I have been wrestling with this question for a few months. I have been interested in the way automation is changing work and what it means for the future of work. Some of my essays over the past years have looked at the manager and their role. What seems to return is the need for managers as someone to translate the vision from the top to work packages for the staff who deliver the work. The manager also resolves the issues from the from the staff so that the top of the organisation can understand whether its vision is working as intended and what changes if any need to be made.
On the surface, that seems a sound approach where managers will always be needed. They are the “jam in the sandwich”. Will automation make their fate a sticky one? Will the demand for automation redefine what a manager does and what it means to manage? In many ways, I foresee a time when the manager becomes more of a supervisor or coach instead of managing since the decisions they might have made are taken out of the work process by automation and algorithms. I would not suggest that automation and algorithms replace managers, although it will replace those workers who have been labelled managers when their work is really open for automation.
How does automation augment managers?
Instead, I want to look at how automation augments the manager and management. The questions arose after I read this blog post[1] based on this paper.[2] For paper, the author (a PhD student) was embedded in a large grocery distribution centre. In the centre, computers directed employees in their work.
The author wanted to study the following question.
As computers become better at “thinking,” or using algorithms to make decisions — a phenomena which, once networked with systems of memory, is not all that different from human cognition — more and more types of work have the potential to become “computer controlled.” What can that mean for the human beings controlled by computers?
The company used performance data to create incentives. The incentives, like a game, would mask the work’s repetitive, isolating, and physically taxing nature. The worker had to exceed the expected, not minimum, standard to get the reward. The rewards led to a performance league table where staff were ranked on their “running ability”. This was their ability to fulfil orders and exceed the performance targets. The incentives and league table gave the work meaning. In creating incentives and the performance table, management created a virtual social space. In the virtual space, work gained meaning aided by the incentives.[3]

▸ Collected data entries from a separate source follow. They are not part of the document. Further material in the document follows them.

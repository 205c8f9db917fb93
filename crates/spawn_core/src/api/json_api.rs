use serde::{Deserialize, Serialize};

use crate::engine::{SelectionMode, SpawnConfig, SpawnSelection, SpawnSelector};
use crate::error::{Result, SpawnError};
use crate::models::{Combatant, LocationId, Position, SpawnLocation, Team};
use crate::SCHEMA_VERSION;

#[derive(Debug, Clone, Deserialize)]
pub struct SpawnRequest {
    pub schema_version: u8,
    pub team: Team,
    /// Omitted: built-in defaults (not the environment, so requests stay reproducible)
    #[serde(default)]
    pub config: Option<SpawnConfig>,
    pub locations: Vec<LocationData>,
    #[serde(default)]
    pub combatants: Vec<Combatant>,
}

#[derive(Debug, Clone, Serialize, Deserialize)]
pub struct LocationData {
    pub id: u32,
    #[serde(default)]
    pub name: Option<String>,
    pub position: Position,
    #[serde(default)]
    pub cooldown_remaining: f32,
}

impl From<LocationData> for SpawnLocation {
    fn from(data: LocationData) -> Self {
        let loc = SpawnLocation::new(data.id, data.position).with_cooldown(data.cooldown_remaining);
        match data.name {
            Some(name) => loc.named(name),
            None => loc,
        }
    }
}

/// A validated request, ready to run one or more selections.
#[derive(Debug, Clone)]
pub struct SpawnScenario {
    pub selector: SpawnSelector,
    pub team: Team,
    pub combatants: Vec<Combatant>,
}

impl SpawnRequest {
    pub fn from_json(request_json: &str) -> Result<Self> {
        let request: SpawnRequest = serde_json::from_str(request_json)?;
        if request.schema_version != SCHEMA_VERSION {
            return Err(SpawnError::UnsupportedSchema {
                found: request.schema_version,
                expected: SCHEMA_VERSION,
            });
        }
        Ok(request)
    }

    pub fn into_scenario(self) -> Result<SpawnScenario> {
        let SpawnRequest { team, config, locations, combatants, .. } = self;
        if let Some(c) = combatants.iter().find(|c| !c.has_finite_position()) {
            return Err(SpawnError::invalid(format!(
                "combatant {} has a non-finite position",
                c.id.0
            )));
        }
        let locations = locations.into_iter().map(SpawnLocation::from).collect();
        let selector = SpawnSelector::new(locations, config.unwrap_or_default())?;
        Ok(SpawnScenario { selector, team, combatants })
    }
}

impl SpawnScenario {
    pub fn select(&mut self) -> Result<SpawnResponse> {
        let selection = self.selector.select_spawn_location(self.team, &self.combatants)?;
        Ok(SpawnResponse::new(&self.selector, selection))
    }
}

#[derive(Debug, Clone, Serialize)]
pub struct SpawnResponse {
    pub schema_version: u8,
    pub location_id: LocationId,
    pub position: Position,
    pub mode: SelectionMode,
    pub distances: Vec<LocationDistances>,
}

#[derive(Debug, Clone, Serialize)]
pub struct LocationDistances {
    pub location_id: LocationId,
    /// `null` when no active teammate exists
    pub to_friend: Option<f32>,
    /// `null` when no active opponent exists
    pub to_enemy: Option<f32>,
}

impl SpawnResponse {
    pub fn new(selector: &SpawnSelector, selection: SpawnSelection) -> Self {
        let distances = selector
            .last_distances()
            .into_iter()
            .map(|(location_id, report)| LocationDistances {
                location_id,
                to_friend: report.to_friend,
                to_enemy: report.to_enemy,
            })
            .collect();

        Self {
            schema_version: SCHEMA_VERSION,
            location_id: selection.location_id,
            position: selection.position,
            mode: selection.mode,
            distances,
        }
    }
}

/// One-shot selection over a JSON request; returns the JSON response.
pub fn select_spawn_json(request_json: &str) -> Result<String> {
    let mut scenario = SpawnRequest::from_json(request_json)?.into_scenario()?;
    let response = scenario.select()?;
    Ok(serde_json::to_string(&response)?)
}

The social meaning workers crave is also what managers need
The essay and paper have insights that can be applied to managers. The case study focused on a large warehouse where there are repetitive tasks, yet, the same logic can apply managers. The need to create incentives and meaning is found at all levels of an organisation. What is different, though, is the way that the work is directed by computers. Even though the digital effects are not new since we have had computer aided design and manufacturing for decades.[4] What is new, though, is how the digital revolution, as exemplified by the paper, will influence managers. Managers will have to adapt to algorithms that advise or direct their work. Moreover, their work will be increasingly modified so that it can be replaced or augmented to fit the digital framework.[5] Manager, in effect, will have to react to computer control in digital arenas that are created for them.

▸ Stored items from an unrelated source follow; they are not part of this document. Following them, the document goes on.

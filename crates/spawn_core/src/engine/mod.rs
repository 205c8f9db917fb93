//! Spawn selection engine
//!
//! Leaf-first: `distance` feeds `aggressive` and `squad`, `cooldown` gates
//! both, `selector` composes them.

pub mod aggressive;
pub mod config;
pub mod cooldown;
pub mod distance;
pub mod selector;
pub mod snapshot;
pub mod squad;

pub use aggressive::select_aggressive;
pub use config::{SelectionThresholds, SpawnConfig};
pub use cooldown::CooldownTimer;
pub use distance::{closest_active_distance, compute_distances, evaluate_distances, DistanceReport};
pub use selector::{SelectionMode, SpawnSelection, SpawnSelector};
pub use snapshot::{CombatantProvider, SnapshotFn};
pub use squad::{select_squad, SquadPick};

#[cfg(test)]
mod proptests;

Is the future of management to design work to keep workers engaged?
The future is not a simulated work experience. Work will be more than a virtual computer directed exercise.[6] Instead, what was traditionally understood as management will be reshaped to fit digital control. The computer enhanced manager is what will deliver economies of scales and competitive advantage. However, this is not simply a knowledge worker. What we will see are managers who find their decisions supplemented by algorithms. At the same time, some work will be replaced such as those that are amenable to routine optimisation.[7] Even if we want to reclassify managers, and others, as knowledge that only begs the question. We need to consider two levels to this issue.
Can managers be reduced to an algorithm’s decision tree?
At the first level, the question is how far can work or management be reduced to an algorithmic function. To the extent that it can be reduced, managers may become more of supervisors as fewer problems need to be solved. What exists are problems like office conflict that cannot be solved by an algorithm. If supervisors solve issues like what is this week’s rota and managers solve problems, what is the work priority for highest effectiveness, then computer aided work requires less managers.[8] The term manager will be hollowed out as a descriptive title. As work becomes computer directed, then a manager will be the one who understands, creates, and manage the virtual social spaces that provide meaning for the employees. The follow up question, though, is “Who will provide meaning for the managers?”[9] The problem is not one of infinite regression. The challenge is to find the point at which management re-emerges. Where does the relative autonomy of a knowledge worker begin in a computer aided organisation?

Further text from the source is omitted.